Si rambut putih bersuit dan muncullah perahu kedua, didayung seorang laki-laki muda.
“Kau menjaga disini, kami akan ke pulau,” pesannya dan didayunglah perahu hitam itu dengan cepat sekali, mengikuti aliran sungai sehingga meluncur dengan lajunya.

Beberapa jam kemudian, si muka pucat muntah-muntah lagi, keadaannya makin payah. Dua orang temannya berusaha untuk mengurut jalan darah dan menempelkan telapak tangan pada punggungnya untuk membantu pengerahan sinkang, namun hasilnya tidak banyak, hanya membuat si muka pucat itu dapat bernapas lebih leluasa. Mukanya makin pucat dan matanya beringas.

“Keparat, aku harus membalas ini.” la bangkit hendak memasuki bilik perahu.

“Bian-te, sabarlah,” cegah si brewok.

“Perjalanan ini masih lama, agaknya aku takkan kuat. Tak lama lagi aku mati, dan sebelum mati, aku harus melampiaskan penasaran.”

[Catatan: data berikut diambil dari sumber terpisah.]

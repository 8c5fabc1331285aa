use crate::client::PortalClient;
use crate::error::ApiResult;
use crate::models::{CensusRecord, EnvironmentalRecord};
use crate::transport::Transport;

/// Read-only summaries any visitor can see.
pub struct PublicApi<'a, T> {
    pub(super) client: &'a PortalClient<T>,
}

impl<T: Transport> PublicApi<'_, T> {
    pub async fn census(&self) -> ApiResult<Vec<CensusRecord>> {
        self.client.get("/user/census").await
    }

    pub async fn environmental_data(&self) -> ApiResult<Vec<EnvironmentalRecord>> {
        self.client.get("/user/environmental-data").await
    }
}

#[cfg(test)]
mod tests {
    use serde_json::json;

    use crate::client::testing::client;
    use crate::error::ApiError;

    #[tokio::test]
    async fn test_census_accepts_bare_array() {
        let (client, transport) = client();
        transport.respond_json(json!([
            {"year": 2010, "total": 65, "male": 33, "female": 32, "literacy": 70}
        ]));

        let census = client.public().census().await.unwrap();
        assert_eq!(census[0].total, 65);
    }

    #[tokio::test]
    async fn test_object_where_list_expected_is_malformed() {
        let (client, transport) = client();
        transport.respond_json(json!({"statusCode": 200, "data": {"year": 2010}}));

        let err = client.public().environmental_data().await.unwrap_err();
        assert!(matches!(err, ApiError::Malformed(_)));
    }
}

“Jangan bunuh dia, Bian-te…..” cegah si rambut putih. “Agaknya dia sudah terkena bius racun merah kita, ia tidak berdaya lagi. Itu sudah merupakan pembalasan dan nanti kalau ia terjatuh ke tangan kongcu, ha-ha-ha, tentu tak lama lagi dihadiahkan kepadamu. Masih banyak waktu untuk membalas penasaranmu.”

“Tidak bisa menunggu lagi. Sesampainya disana, aku sudah menjadi mayat. Gong-twako, lukaku hebat, aku merasa ini. Biarkan aku memilikinya sebelum aku mati.”

“Bian-te, dia hehdak kami berikan kepada kongcu. Kalau kau mendahuluinya, tentu kau akan dihukum kongcu.”